Enabling Flash doubles the processing power needed to handle most sites (a consideration on a notebook) since nearly every modern animated ad is Flash-based, and also ensures that sooner or later (usually sooner) I'm going to be bushwacked with a web page with an autorunning video or ad with SOUND. Usually at maximum volume. So I turn them off when I know I don't need them.
And since those plugins exist, and remain amoung the most popular FireFox downloads, I apparently am not the only one who does so.
Or if, say, you're using the new features in Flash 9 the numbers are only in the mid-eighties. That means potential problems for 15 out of 100 visitors.
Even sites that first attempt to see if the plugin is there fail, as it's not that the plugin isn't there, it's installed, and the browser reports it as so. It's simply blocked from running.
It would seem that somehow you'd need to do a check beforehand, but what kind of check? Create a Flash stub that does a page request back to your site, setting a flag so you know this session is Flash-enabled? And if the stub never responds, revert to "old-school" version?

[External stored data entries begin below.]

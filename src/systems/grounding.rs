use hecs::{Entity, World};

use super::{aabb_of, has_grounded, set_aabb, velocity_of, StepCtx};
use crate::components::{Aabb, Grounded, Velocity};

/// Result of the vertical pass of a step.
#[derive(Clone, Copy, Debug, PartialEq, Eq)]
pub enum VerticalContact {
    /// No surface crossed.
    Free,
    /// Stopped by a surface against gravity (e.g. a ceiling).
    Blocked,
    /// Stopped by a surface in the gravity direction; `Grounded` was inserted.
    Grounded,
}

/// Whether `entity` is still resting on something in the gravity direction.
///
/// Only bodies already flagged `Grounded` can pass. Resting means exact edge
/// equality on y plus strict overlap on x; a support that is itself a
/// moveable must also be grounded. Statics are scanned before moveables.
pub fn is_grounded(world: &World, ctx: &StepCtx, entity: Entity) -> bool {
    if !has_grounded(world, entity) {
        return false;
    }
    let Some(body) = aabb_of(world, entity) else {
        return false;
    };

    let rests_on = |other: &Aabb| {
        body.overlaps_x(other)
            && if ctx.gravity > 0.0 {
                body.bottom() == other.top()
            } else {
                body.top() == other.bottom()
            }
    };

    ctx.statics
        .iter()
        .filter_map(|&e| aabb_of(world, e))
        .any(|other| rests_on(&other))
        || ctx
            .moveables
            .iter()
            .filter(|&&e| e != entity && has_grounded(world, e))
            .filter_map(|&e| aabb_of(world, e))
            .any(|other| rests_on(&other))
}

/// First surface whose edge `body` crossed this tick while moving with `vy`.
fn find_crossed(world: &World, ctx: &StepCtx, entity: Entity, body: &Aabb, vy: f32) -> Option<Aabb> {
    let crossed = |other: &Aabb| {
        if !body.overlaps_x(other) {
            return false;
        }
        if vy > 0.0 {
            body.top() < other.top() && body.bottom() > other.top()
        } else {
            body.top() < other.bottom() && body.bottom() > other.bottom()
        }
    };

    ctx.statics
        .iter()
        .copied()
        .chain(
            ctx.moveables
                .iter()
                .copied()
                .filter(|&e| e != entity && has_grounded(world, e)),
        )
        .filter_map(|e| aabb_of(world, e))
        .find(|other| crossed(other))
}

/// Push `entity` back out of the first surface it crossed on y, after its
/// vertical position has already been integrated.
///
/// Only one contact is applied per call; the position is not re-tested after
/// the adjustment. Only grounded moveables count as surfaces.
pub fn resolve_vertical(world: &mut World, ctx: &StepCtx, entity: Entity) -> VerticalContact {
    let vy = velocity_of(world, entity).y;
    if vy == 0.0 {
        return VerticalContact::Free;
    }
    let Some(mut body) = aabb_of(world, entity) else {
        return VerticalContact::Free;
    };
    let Some(surface) = find_crossed(world, ctx, entity, &body, vy) else {
        return VerticalContact::Free;
    };

    body.pos.y = if vy > 0.0 {
        surface.top() - body.size.y
    } else {
        surface.bottom()
    };
    set_aabb(world, entity, body);
    if let Ok(mut vel) = world.get::<&mut Velocity>(entity) {
        vel.0.y = 0.0;
    }

    let toward_gravity = (vy > 0.0 && ctx.gravity > 0.0) || (vy < 0.0 && ctx.gravity < 0.0);
    if toward_gravity {
        let _ = world.insert_one(entity, Grounded);
        VerticalContact::Grounded
    } else {
        VerticalContact::Blocked
    }
}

And let's look at that option. Are rich media sites going to need two versions of a major system like a store and shopping cart? Are you going to have to double-code every AJAX system? What happens when your income producing online store breaks down. How do you fail gracefully?
CAN you fail gracefully?
Look at the source HTML for Adobe's store. They ARE doing checks. A lot of them. And the store still fails.
As such, one even needs to ask if a mission-critical system like a registration system or shopping cart should be coded using advanced RIA technologies? And this isn't even mentioning screen-readers and potential accessibility issues.
Because if a major corporation like Adobe can't do it, I don't have a lot of hope for the rest of us.
I use IE and have the same problem. Adobe Store CFusion site will not load. Not at all.
I even downloaded the latest Flash Player 9.0.115.0 today.
They lost a sale because of this. Informed there Customer Support (NOT).
Posted by: Tecknomage | January 22, 2008 at 01:26 PM
Adobe is annoying. I want to open up tabs, cant, want to view the whole cart not just the little box on the side with a slider bar, cant. I absolutely hate flash sites. Oh, and here is good programming practices of adobe, they are writing in the first track of a hard drive. If you have drive encryption, adobe breaks it or adobe is broken. Adobe should never ever be touching the first track of a hard drive let alone putting any activation data there.